> **WORK REQUIRED**:
The answer must be every line below that contains the string "when".

[THE DATA Boundary: Start]

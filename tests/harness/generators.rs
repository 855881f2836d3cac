// SPDX-FileCopyrightText: 2026 Hyperpolymath
// SPDX-License-Identifier: PMPL-1.0-or-later

//! Deterministic request generators for abuse simulations.

use submission_gate::sanitizer::hash_identifier;
use submission_gate::submission::SubmissionRequest;

use super::valid_request;

/// Distinct hashed caller identifiers.
pub fn identifiers(count: usize) -> Vec<String> {
    (0..count)
        .map(|i| hash_identifier(&format!("198.51.100.{}", i % 256)))
        .collect()
}

/// Source URLs that should clear the allowlist.
pub fn allowed_urls(count: usize) -> Vec<String> {
    (0..count)
        .map(|i| format!("https://github.com/maker{i}"))
        .collect()
}

/// Source URLs that must be screened or rejected.
pub fn hostile_urls() -> Vec<String> {
    vec![
        "javascript:alert(document.cookie)".to_string(),
        "data:text/html,<script>fetch('//evil')</script>".to_string(),
        "file:///etc/shadow".to_string(),
        "203.0.113.66/phish".to_string(),
        "https://bit.ly/31337".to_string(),
        "https://evilgithub.com/legit-looking".to_string(),
        "https://github.com.attacker.net/user".to_string(),
        "https://github.com/a?onload=steal()".to_string(),
    ]
}

/// A submission whose text fields carry injection payloads.
pub fn injected_request(username: &str) -> SubmissionRequest {
    let mut request = valid_request(username);
    request.app_name = "<script>alert(1)</script>My App".to_string();
    request.summary = "A javascript:void app that does many onclick=hack things for people who like eleven words"
        .to_string();
    request.tags = vec!["<img onerror=x>".to_string(), "ok".to_string()];
    request
}

/// A submission with every text field oversized.
pub fn oversized_request(username: &str) -> SubmissionRequest {
    let mut request = valid_request(username);
    request.app_name = "N".repeat(10_000);
    request.tags = (0..50).map(|i| format!("tag{i}").repeat(40)).collect();
    request
}
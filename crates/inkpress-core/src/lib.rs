#![forbid(unsafe_code)]

//! Core: the token vocabulary and pixel geometry shared by every stage of
//! the code-to-page pipeline.

pub mod geometry;
pub mod token;

pub use geometry::{Rect, Sides, Size};
pub use token::{Token, TokenKind, detokenize, validate_tokens};
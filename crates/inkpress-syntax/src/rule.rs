#![forbid(unsafe_code)]

//! Scanner rules and per-language rule sets.
//!
//! Rules are data. Each one pairs a regex with a classification and a
//! priority; a [`RuleSet`] keeps them sorted by descending priority, with
//! ties broken by insertion order. Patterns are compiled anchored (`^(?:...)`)
//! and matched against the unscanned remainder of the source, so a rule can
//! only ever match at the scanner's current offset.

use regex::Regex;

use crate::error::RuleError;
use inkpress_core::token::TokenKind;

// ---------------------------------------------------------------------------
// ScannerRule
// ---------------------------------------------------------------------------

/// A single compiled scanning rule.
#[derive(Debug, Clone)]
pub struct ScannerRule {
    source: String,
    pattern: Regex,
    classification: TokenKind,
    priority: i32,
    multiline: bool,
    end_pattern: Option<String>,
    end_regex: Option<Regex>,
    escape: Option<char>,
    insertion: usize,
}

impl ScannerRule {
    /// Length in bytes of this rule's match at the start of `rest`.
    ///
    /// Empty matches are ignored: a rule that matches nothing cannot advance
    /// the scanner.
    #[must_use]
    pub fn match_len(&self, rest: &str) -> Option<usize> {
        self.pattern
            .find(rest)
            .filter(|m| m.start() == 0 && !m.is_empty())
            .map(|m| m.end())
    }

    /// The pattern as written, without the anchoring wrapper.
    #[must_use]
    pub fn pattern(&self) -> &str {
        &self.source
    }

    #[must_use]
    pub fn classification(&self) -> TokenKind {
        self.classification
    }

    #[must_use]
    pub fn priority(&self) -> i32 {
        self.priority
    }

    /// Whether a match opens a multi-line run.
    #[must_use]
    pub fn is_multiline(&self) -> bool {
        self.multiline
    }

    /// Source of the closing pattern, when the rule declares one.
    #[must_use]
    pub fn end_pattern(&self) -> Option<&str> {
        self.end_pattern.as_deref()
    }

    /// Compiled closing pattern (unanchored; it is searched for).
    #[must_use]
    pub fn end_regex(&self) -> Option<&Regex> {
        self.end_regex.as_ref()
    }

    /// Escape character that keeps a closing delimiter from closing the run.
    #[must_use]
    pub fn escape(&self) -> Option<char> {
        self.escape
    }

    /// Position in which the rule was added to its builder.
    #[must_use]
    pub fn insertion(&self) -> usize {
        self.insertion
    }
}

// ---------------------------------------------------------------------------
// RuleSet
// ---------------------------------------------------------------------------

/// An immutable, priority-ordered list of rules for one language.
#[derive(Debug, Clone)]
pub struct RuleSet {
    name: String,
    aliases: Vec<String>,
    extensions: Vec<String>,
    rules: Vec<ScannerRule>,
}

impl RuleSet {
    /// Start building a rule set for `name`.
    pub fn builder(name: impl Into<String>) -> RuleSetBuilder {
        RuleSetBuilder::new(name)
    }

    #[must_use]
    pub fn name(&self) -> &str {
        &self.name
    }

    /// Alternative names the registry accepts for this language.
    #[must_use]
    pub fn aliases(&self) -> &[String] {
        &self.aliases
    }

    /// File extensions (without dots).
    #[must_use]
    pub fn extensions(&self) -> &[String] {
        &self.extensions
    }

    /// Rules in the order the scanner tries them.
    #[must_use]
    pub fn rules(&self) -> &[ScannerRule] {
        &self.rules
    }

    #[must_use]
    pub fn len(&self) -> usize {
        self.rules.len()
    }

    #[must_use]
    pub fn is_empty(&self) -> bool {
        self.rules.is_empty()
    }
}

// ---------------------------------------------------------------------------
// RuleSetBuilder
// ---------------------------------------------------------------------------

#[derive(Debug, Clone)]
struct RuleSpec {
    pattern: String,
    classification: TokenKind,
    priority: i32,
    multiline: bool,
    end_pattern: Option<String>,
    escape: Option<char>,
}

/// Builder for [`RuleSet`]. Patterns are compiled and checked in
/// [`RuleSetBuilder::build`].
#[derive(Debug, Clone)]
pub struct RuleSetBuilder {
    name: String,
    aliases: Vec<String>,
    extensions: Vec<String>,
    specs: Vec<RuleSpec>,
}

impl RuleSetBuilder {
    pub fn new(name: impl Into<String>) -> Self {
        Self {
            name: name.into(),
            aliases: Vec::new(),
            extensions: Vec::new(),
            specs: Vec::new(),
        }
    }

    /// Add alternative names.
    #[must_use]
    pub fn aliases(mut self, aliases: &[&str]) -> Self {
        self.aliases.extend(aliases.iter().map(|a| (*a).to_string()));
        self
    }

    /// Add file extensions (leading dots are stripped).
    #[must_use]
    pub fn extensions(mut self, extensions: &[&str]) -> Self {
        self.extensions.extend(
            extensions
                .iter()
                .map(|e| e.trim_start_matches('.').to_string()),
        );
        self
    }

    /// Add a single-span rule.
    #[must_use]
    pub fn rule(mut self, classification: TokenKind, priority: i32, pattern: &str) -> Self {
        self.specs.push(RuleSpec {
            pattern: pattern.to_string(),
            classification,
            priority,
            multiline: false,
            end_pattern: None,
            escape: None,
        });
        self
    }

    /// Add a rule whose match opens a multi-line run.
    ///
    /// `open` matches the opening delimiter. The run closes at the first
    /// match of `end`, or at the next occurrence of the opening text when
    /// `end` is `None`.
    #[must_use]
    pub fn multiline(
        mut self,
        classification: TokenKind,
        priority: i32,
        open: &str,
        end: Option<&str>,
    ) -> Self {
        self.specs.push(RuleSpec {
            pattern: open.to_string(),
            classification,
            priority,
            multiline: true,
            end_pattern: end.map(str::to_string),
            escape: None,
        });
        self
    }

    /// Like [`RuleSetBuilder::multiline`], but a closing delimiter preceded by
    /// an odd number of `escape` characters does not close the run.
    #[must_use]
    pub fn multiline_escaped(
        self,
        classification: TokenKind,
        priority: i32,
        open: &str,
        end: Option<&str>,
        escape: char,
    ) -> Self {
        let mut builder = self.multiline(classification, priority, open, end);
        if let Some(spec) = builder.specs.last_mut() {
            spec.escape = Some(escape);
        }
        builder
    }

    /// Add a rule matching any of `words` as a whole word.
    #[must_use]
    pub fn words(self, classification: TokenKind, priority: i32, words: &[&str]) -> Self {
        let alternation = words
            .iter()
            .map(|w| regex::escape(w))
            .collect::<Vec<_>>()
            .join("|");
        self.rule(classification, priority, &format!(r"(?:{alternation})\b"))
    }

    /// Compile every rule and sort by descending priority.
    pub fn build(self) -> Result<RuleSet, RuleError> {
        let mut rules = Vec::with_capacity(self.specs.len());
        for (insertion, spec) in self.specs.into_iter().enumerate() {
            rules.push(compile(&self.name, spec, insertion)?);
        }
        // Stable: equal priorities keep insertion order.
        rules.sort_by_key(|rule| std::cmp::Reverse(rule.priority));
        Ok(RuleSet {
            name: self.name,
            aliases: self.aliases,
            extensions: self.extensions,
            rules,
        })
    }
}

fn compile(language: &str, spec: RuleSpec, insertion: usize) -> Result<ScannerRule, RuleError> {
    let pattern = Regex::new(&format!("^(?:{})", spec.pattern)).map_err(|e| {
        RuleError::InvalidPattern {
            language: language.to_string(),
            pattern: spec.pattern.clone(),
            message: e.to_string(),
        }
    })?;
    if pattern.is_match("") {
        return Err(RuleError::EmptyMatch {
            language: language.to_string(),
            pattern: spec.pattern,
        });
    }

    let end_regex = match &spec.end_pattern {
        Some(end) => {
            let regex = Regex::new(end).map_err(|e| RuleError::InvalidEndPattern {
                language: language.to_string(),
                pattern: end.clone(),
                message: e.to_string(),
            })?;
            if regex.is_match("") {
                return Err(RuleError::EmptyMatch {
                    language: language.to_string(),
                    pattern: end.clone(),
                });
            }
            Some(regex)
        }
        None => None,
    };

    Ok(ScannerRule {
        source: spec.pattern,
        pattern,
        classification: spec.classification,
        priority: spec.priority,
        multiline: spec.multiline,
        end_pattern: spec.end_pattern,
        end_regex,
        escape: spec.escape,
        insertion,
    })
}

#[cfg(test)]
mod tests {
    use super::*;

    #[test]
    fn rules_sorted_by_descending_priority() {
        let set = RuleSet::builder("t")
            .rule(TokenKind::Identifier, 10, "[a-z]+")
            .rule(TokenKind::Keyword, 50, "if")
            .rule(TokenKind::Number, 30, "[0-9]+")
            .build()
            .unwrap();
        let priorities: Vec<_> = set.rules().iter().map(ScannerRule::priority).collect();
        assert_eq!(priorities, vec![50, 30, 10]);
    }

    #[test]
    fn ties_keep_insertion_order() {
        let set = RuleSet::builder("t")
            .rule(TokenKind::Keyword, 5, "a")
            .rule(TokenKind::Identifier, 5, "b")
            .rule(TokenKind::Number, 5, "c")
            .build()
            .unwrap();
        let order: Vec<_> = set.rules().iter().map(ScannerRule::insertion).collect();
        assert_eq!(order, vec![0, 1, 2]);
    }

    #[test]
    fn match_is_anchored() {
        let set = RuleSet::builder("t")
            .rule(TokenKind::Number, 1, "[0-9]+")
            .build()
            .unwrap();
        let rule = &set.rules()[0];
        assert_eq!(rule.match_len("123abc"), Some(3));
        assert_eq!(rule.match_len("abc123"), None);
    }

    #[test]
    fn alternation_is_grouped_by_anchor() {
        // Without the group, `^a|b` would also match a `b` anywhere.
        let set = RuleSet::builder("t")
            .rule(TokenKind::Keyword, 1, "a|b")
            .build()
            .unwrap();
        assert_eq!(set.rules()[0].match_len("xb"), None);
        assert_eq!(set.rules()[0].match_len("b"), Some(1));
    }

    #[test]
    fn words_require_word_boundary() {
        let set = RuleSet::builder("t")
            .words(TokenKind::Keyword, 1, &["if", "in"])
            .build()
            .unwrap();
        let rule = &set.rules()[0];
        assert_eq!(rule.match_len("if x"), Some(2));
        assert_eq!(rule.match_len("iffy"), None);
        assert_eq!(rule.match_len("in"), Some(2));
    }

    #[test]
    fn words_are_regex_escaped() {
        let set = RuleSet::builder("t")
            .words(TokenKind::Builtin, 1, &["a.b"])
            .build()
            .unwrap();
        assert_eq!(set.rules()[0].match_len("axb"), None);
        assert_eq!(set.rules()[0].match_len("a.b"), Some(3));
    }

    #[test]
    fn invalid_pattern_is_reported() {
        let err = RuleSet::builder("broken")
            .rule(TokenKind::Keyword, 1, "(")
            .build()
            .unwrap_err();
        assert!(matches!(err, RuleError::InvalidPattern { ref language, .. } if language == "broken"));
    }

    #[test]
    fn empty_matching_pattern_is_rejected() {
        let err = RuleSet::builder("t")
            .rule(TokenKind::Whitespace, 1, r"\s*")
            .build()
            .unwrap_err();
        assert!(matches!(err, RuleError::EmptyMatch { .. }));
    }

    #[test]
    fn invalid_end_pattern_is_reported() {
        let err = RuleSet::builder("t")
            .multiline(TokenKind::Comment, 1, r"/\*", Some("[unclosed"))
            .build()
            .unwrap_err();
        assert!(matches!(err, RuleError::InvalidEndPattern { .. }));
    }

    #[test]
    fn multiline_rule_metadata() {
        let set = RuleSet::builder("t")
            .extensions(&[".t", "tt"])
            .aliases(&["tee"])
            .multiline_escaped(TokenKind::String, 9, "`", Some("`"), '\\')
            .build()
            .unwrap();
        let rule = &set.rules()[0];
        assert!(rule.is_multiline());
        assert_eq!(rule.end_pattern(), Some("`"));
        assert!(rule.end_regex().is_some());
        assert_eq!(rule.escape(), Some('\\'));
        assert_eq!(set.extensions(), ["t".to_string(), "tt".to_string()]);
        assert_eq!(set.aliases(), ["tee".to_string()]);
        assert_eq!(set.len(), 1);
        assert!(!set.is_empty());
    }
}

[THE DATA Boundary: End]

> **ANSWER BOX**:
    /// Source of the closing pattern, when the rule declares one.
    /// match of `end`, or at the next occurrence of the opening text when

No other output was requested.